DESCRIPTION OF THE TASK → Only one stretch of the records below is wanted: the lines from the one holding "is reported failed." through the one holding "pub fn warn(cause: Error)". Return it exactly, both ends included.

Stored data
.....

//! # Error Handling
//!
//! This module defines the centralized error handling for `docbuilder`. It
//! uses `thiserror` to build a single `Error` enum covering every failure the
//! library anticipates, plus the stage-level classification used by the
//! pipeline orchestrator.
//!
//! ## Key Components
//!
//! - **`Error`**: Every failure the library can report. Variants carry the
//!   context needed to diagnose the problem (repository identifiers, paths).
//!
//! - **`Result<T>`**: A type alias for `std::result::Result<T, Error>`.
//!
//! - **`StageErrorKind`**: How a pipeline stage's failure affects the build:
//!   `Warn` (logged, build continues), `Fatal` (build stops) or `Canceled`
//!   (cancellation observed, build stops without being reported as a defect).
//!
//! - **`StageError`**: A classified failure carrying the originating stage's
//!   name and the underlying `Error`.
//!
//! Type-mismatched front matter merges are never errors: the newer value
//! replaces the older one (see `frontmatter::merge`).

use std::fmt;

use thiserror::Error;

/// Main error type for docbuilder operations
#[derive(Error, Debug)]
pub enum Error {
    /// The build inputs are invalid (e.g. no repositories configured).
    #[error("Validation error: {message}")]
    Validation { message: String },

    /// The discovery collaborator failed to produce a document set.
    #[error("Discovery error for {repository}: {message}")]
    Discovery { repository: String, message: String },

    /// The caller's cancellation signal was observed.
    #[error("Build canceled")]
    Canceled,

    /// An error occurred while parsing the `docbuilder.yaml` configuration file.
    ///
    /// Includes an optional hint about how to fix the configuration.
    #[error("Configuration parsing error: {message}{}", hint.as_ref().map(|h| format!("\n  hint: {}", h)).unwrap_or_default())]
    ConfigParse {
        message: String,
        /// Optional hint for how to fix the configuration issue
        hint: Option<String>,
    },

    /// A document's existing front matter could not be read.
    #[error("Front matter error in {path}: {message}")]
    FrontMatter { path: String, message: String },

    /// The incremental state tracker failed to load or persist.
    #[error("State tracking error: {message}")]
    State { message: String },

    /// The rendering collaborator failed.
    #[error("Render error: {message}")]
    Render { message: String },

    /// An I/O error, wrapped from `std::io::Error`.
    #[error("I/O error: {0}")]
    Io(#[from] std::io::Error),

    /// A YAML error, wrapped from `serde_yaml::Error`.
    #[error("YAML error: {0}")]
    Yaml(#[from] serde_yaml::Error),

    /// A JSON error, wrapped from `serde_json::Error`.
    #[error("JSON error: {0}")]
    Json(#[from] serde_json::Error),

    /// A regular expression error, wrapped from `regex::Error`.
    #[error("Regex error: {0}")]
    Regex(#[from] regex::Error),

    /// A glob pattern error, wrapped from `glob::PatternError`.
    #[error("Glob pattern error: {0}")]
    Glob(#[from] glob::PatternError),

    /// A directory walk error, wrapped from `walkdir::Error`.
    #[error("Directory walk error: {0}")]
    Walk(#[from] walkdir::Error),

    /// A URL parsing error, wrapped from `url::ParseError`.
    #[error("URL parsing error: {0}")]
    UrlParse(#[from] url::ParseError),
}

impl Error {
    /// Default stage classification for this error.
    ///
    /// Cancellation keeps its own classification; every other error stops the
    /// build unless the stage explicitly downgrades it with
    /// [`StageError::warn`].
    pub fn classify(&self) -> StageErrorKind {
        match self {
            Error::Canceled => StageErrorKind::Canceled,
            _ => StageErrorKind::Fatal,
        }
    }
}

/// A convenient type alias for `Result<T, Error>`.
pub type Result<T> = std::result::Result<T, Error>;

/// How a stage failure affects the rest of the build.
#[derive(Debug, Clone, Copy, PartialEq, Eq)]
pub enum StageErrorKind {
    /// Recoverable; logged and the pipeline proceeds to the next stage.
    Warn,
    /// The pipeline halts and the build is reported failed.
    Fatal,
    /// Cancellation was observed; no further stages run.
    Canceled,
}

impl fmt::Display for StageErrorKind {
    fn fmt(&self, f: &mut fmt::Formatter<'_>) -> fmt::Result {
        let label = match self {
            StageErrorKind::Warn => "warning",
            StageErrorKind::Fatal => "failed",
            StageErrorKind::Canceled => "canceled",
        };
        f.write_str(label)
    }
}

/// A classified stage failure.
///
/// Stages build these without knowing their own registered name; the
/// orchestrator stamps the name with [`StageError::in_stage`] before the error
/// leaves the pipeline.
#[derive(Debug)]
pub struct StageError {
    /// Name of the stage that produced the error
    pub stage: String,
    /// Classification of the failure
    pub kind: StageErrorKind,
    /// Underlying cause
    pub cause: Error,
}

impl StageError {
    /// A recoverable failure.
    pub fn warn(cause: Error) -> Self {
        Self::with_kind(StageErrorKind::Warn, cause)
    }

    /// A failure that halts the build.
    pub fn fatal(cause: Error) -> Self {
        Self::with_kind(StageErrorKind::Fatal, cause)
    }

    /// Cancellation observed.
    pub fn canceled() -> Self {
        Self::with_kind(StageErrorKind::Canceled, Error::Canceled)
    }

    fn with_kind(kind: StageErrorKind, cause: Error) -> Self {
        Self {
            stage: String::new(),
            kind,
            cause,
        }
    }

    /// Attach the originating stage's name.
    pub fn in_stage(mut self, stage: &str) -> Self {
        self.stage = stage.to_string();
        self
    }

    pub fn is_warning(&self) -> bool {
        self.kind == StageErrorKind::Warn
    }

    pub fn is_canceled(&self) -> bool {
        self.kind == StageErrorKind::Canceled
    }
}

impl From<Error> for StageError {
    fn from(cause: Error) -> Self {
        Self::with_kind(cause.classify(), cause)
    }
}

impl fmt::Display for StageError {
    fn fmt(&self, f: &mut fmt::Formatter<'_>) -> fmt::Result {
        if self.stage.is_empty() {
            write!(f, "stage {}: {}", self.kind, self.cause)
        } else {
            write!(f, "stage '{}' {}: {}", self.stage, self.kind, self.cause)
        }
    }
}

impl std::error::Error for StageError {
    fn source(&self) -> Option<&(dyn std::error::Error + 'static)> {
        Some(&self.cause)
    }
}
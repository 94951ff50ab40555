//! # Hash Command Implementation
//!
//! Runs discovery over the configured checkouts and prints the resulting
//! `DocFilesHash`, the signature over every logical path. Nothing is written,
//! which makes it usable from scripts that want to know whether a rebuild is
//! due.

use anyhow::Result;
use clap::Args;
use std::path::PathBuf;

use docbuilder::cancel::CancellationToken;
use docbuilder::discovery::{Discoverer, FsDiscoverer};

use super::load_config;

/// Print the document-set hash of the current checkouts
#[derive(Args, Debug)]
pub struct HashArgs {
    /// Path to config file
    #[arg(short, long, value_name = "PATH", env = "DOCBUILDER_CONFIG")]
    pub config: Option<PathBuf>,

    /// Also print a hash per repository, as recorded in the state file
    #[arg(short = 'r', long)]
    pub per_repository: bool,
}

/// Execute the `hash` command.
pub fn execute(args: HashArgs) -> Result<()> {
    let config = load_config(args.config.as_deref())?;
    let discoverer = FsDiscoverer::from_config(&config)?;
    let documents = discoverer.discover(&config.repositories, &CancellationToken::new())?;

    println!("{}", documents.signature());

    if args.per_repository {
        for (repository, records) in documents.by_repository() {
            // Same per-repository hash the state file records.
            let signature =
                docbuilder::hash::compute_signature(records.iter().map(|r| r.repository_path()));
            println!("{}  {} ({} documents)", signature, repository, records.len());
        }
    }
    Ok(())
}
//! Multi-generation build driver
//!
//! A [`Generator`] owns the previous generation's document set between
//! successive [`Generator::build`] calls. Each build hands that set to a fresh
//! [`BuildState`], runs the stage pipeline, and on success keeps the new
//! generation as the baseline for the next one. A failed or canceled build
//! leaves the baseline untouched, so the next build compares against the last
//! generation that actually completed.
//!
//! Every build produces a [`BuildReport`], whatever its outcome.

use std::sync::Arc;
use std::time::Instant;

use log::{info, warn};

use super::orchestrator::{run_stages, PipelineRun};
use super::{default_stages, BuildState, Collaborators, Stage};
use crate::cancel::CancellationToken;
use crate::config::BuildConfig;
use crate::discovery::FsDiscoverer;
use crate::document::DocumentSet;
use crate::error::{Result, StageError};
use crate::frontmatter::transform::default_transformers;
use crate::render::{ContentWriter, NoopRenderer, Renderer};
use crate::report::{BuildReport, BuildStatus, RepositoryReport};
use crate::state::{previous_generation, FileStateTracker, StateTracker};

/// Per-build switches
#[derive(Debug, Clone, Copy, PartialEq, Eq)]
pub struct BuildOptions {
    /// Render even when no structural change was detected
    pub force: bool,
    /// Skip page writes, state writes and the report
    pub dry_run: bool,
    /// Write `build-report.json` into the output root
    pub write_report: bool,
}

impl Default for BuildOptions {
    fn default() -> Self {
        Self {
            force: false,
            dry_run: false,
            write_report: true,
        }
    }
}

pub struct Generator {
    config: BuildConfig,
    collaborators: Collaborators,
    stages: Vec<Box<dyn Stage>>,
    previous: DocumentSet,
    options: BuildOptions,
    last_report: Option<BuildReport>,
}

impl Generator {
    /// A generator with no previous generation; the first build is a full one.
    pub fn new(config: BuildConfig, collaborators: Collaborators) -> Self {
        Self {
            config,
            collaborators,
            stages: default_stages(),
            previous: DocumentSet::default(),
            options: BuildOptions::default(),
            last_report: None,
        }
    }

    /// Wire the filesystem collaborators described by `config`.
    ///
    /// When a state file is configured, the previous generation is seeded
    /// from the paths it recorded. Dry runs read that state but never write it.
    pub fn from_config(config: BuildConfig, options: BuildOptions) -> Result<Self> {
        let discoverer = Arc::new(FsDiscoverer::from_config(&config)?);
        let renderer: Arc<dyn Renderer> = if options.dry_run {
            Arc::new(NoopRenderer)
        } else {
            Arc::new(ContentWriter::new(&config.output))
        };

        let (tracker, previous) = match &config.state_file {
            Some(path) => {
                let tracker = FileStateTracker::open(path)?;
                let previous = previous_generation(&tracker)?;
                info!(
                    "Loaded state for {} documents from {}",
                    previous.len(),
                    path.display()
                );
                let tracker: Arc<dyn StateTracker> = Arc::new(tracker);
                (Some(tracker), previous)
            }
            None => (None, DocumentSet::default()),
        };

        let collaborators = Collaborators {
            discoverer,
            renderer,
            tracker: if options.dry_run { None } else { tracker },
            transformers: Arc::new(default_transformers(&config)),
        };

        Ok(Self::new(config, collaborators)
            .with_previous(previous)
            .with_options(options))
    }

    pub fn with_previous(mut self, previous: DocumentSet) -> Self {
        self.previous = previous;
        self
    }

    pub fn with_options(mut self, options: BuildOptions) -> Self {
        self.options = options;
        self
    }

    /// Replace the stage list; mostly useful for tests.
    pub fn with_stages(mut self, stages: Vec<Box<dyn Stage>>) -> Self {
        self.stages = stages;
        self
    }

    pub fn config(&self) -> &BuildConfig {
        &self.config
    }

    /// The baseline the next build compares against.
    pub fn previous(&self) -> &DocumentSet {
        &self.previous
    }

    pub fn last_report(&self) -> Option<&BuildReport> {
        self.last_report.as_ref()
    }

    /// Run one generation.
    ///
    /// Returns the report on success (warnings included) and the halting
    /// error otherwise. The report is available from
    /// [`Generator::last_report`] in both cases.
    pub fn build(&mut self, cancel: &CancellationToken) -> std::result::Result<BuildReport, StageError> {
        let started = Instant::now();
        let previous = std::mem::take(&mut self.previous);
        let mut state = BuildState::new(self.config.clone(), self.collaborators.clone(), previous);
        state.force = self.options.force;

        let run = run_stages(&self.stages, cancel, &mut state);
        let mut report = build_report(&state, &run, started);

        if self.options.write_report && !self.options.dry_run {
            match report.write(&self.config.output) {
                Ok(path) => info!("Wrote build report to {}", path.display()),
                Err(err) => {
                    warn!("Failed to write build report: {}", err);
                    report.warnings.push(format!("report: {}", err));
                }
            }
        }

        let BuildState {
            previous,
            documents,
            ..
        } = state;
        self.previous = if run.is_success() { documents } else { previous };
        self.last_report = Some(report.clone());

        match run.terminal {
            None => {
                info!(
                    "Build finished in {} ms: {} documents, {} warning(s), rendered: {}",
                    report.duration_ms,
                    report.documents,
                    report.warnings.len(),
                    report.rendered
                );
                Ok(report)
            }
            Some(err) => Err(err),
        }
    }
}

fn build_report(state: &BuildState, run: &PipelineRun, started: Instant) -> BuildReport {
    BuildReport {
        status: BuildStatus::from(run.terminal.as_ref()),
        error: run.terminal.as_ref().map(|err| err.to_string()),
        doc_files_hash: state.doc_files_hash.clone(),
        documents: state.documents.len(),
        first_generation: state.first_generation,
        changed: state.changed,
        rendered: state.rendered,
        repositories: state
            .repositories
            .iter()
            .map(|(id, summary)| RepositoryReport {
                id: id.clone(),
                documents: summary.documents,
                hash: summary.hash.clone(),
                unchanged: summary.unchanged,
            })
            .collect(),
        stages: run.records.clone(),
        warnings: run.warnings.iter().map(|err| err.to_string()).collect(),
        duration_ms: u64::try_from(started.elapsed().as_millis()).unwrap_or(u64::MAX),
    }
}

.....

TASK RESULT →
    /// The pipeline halts and the build is reported failed.
    Fatal,
    /// Cancellation was observed; no further stages run.
    Canceled,
}

impl fmt::Display for StageErrorKind {
    fn fmt(&self, f: &mut fmt::Formatter<'_>) -> fmt::Result {
        let label = match self {
            StageErrorKind::Warn => "warning",
            StageErrorKind::Fatal => "failed",
            StageErrorKind::Canceled => "canceled",
        };
        f.write_str(label)
    }
}

/// A classified stage failure.
///
/// Stages build these without knowing their own registered name; the
/// orchestrator stamps the name with [`StageError::in_stage`] before the error
/// leaves the pipeline.
#[derive(Debug)]
pub struct StageError {
    /// Name of the stage that produced the error
    pub stage: String,
    /// Classification of the failure
    pub kind: StageErrorKind,
    /// Underlying cause
    pub cause: Error,
}

impl StageError {
    /// A recoverable failure.
    pub fn warn(cause: Error) -> Self {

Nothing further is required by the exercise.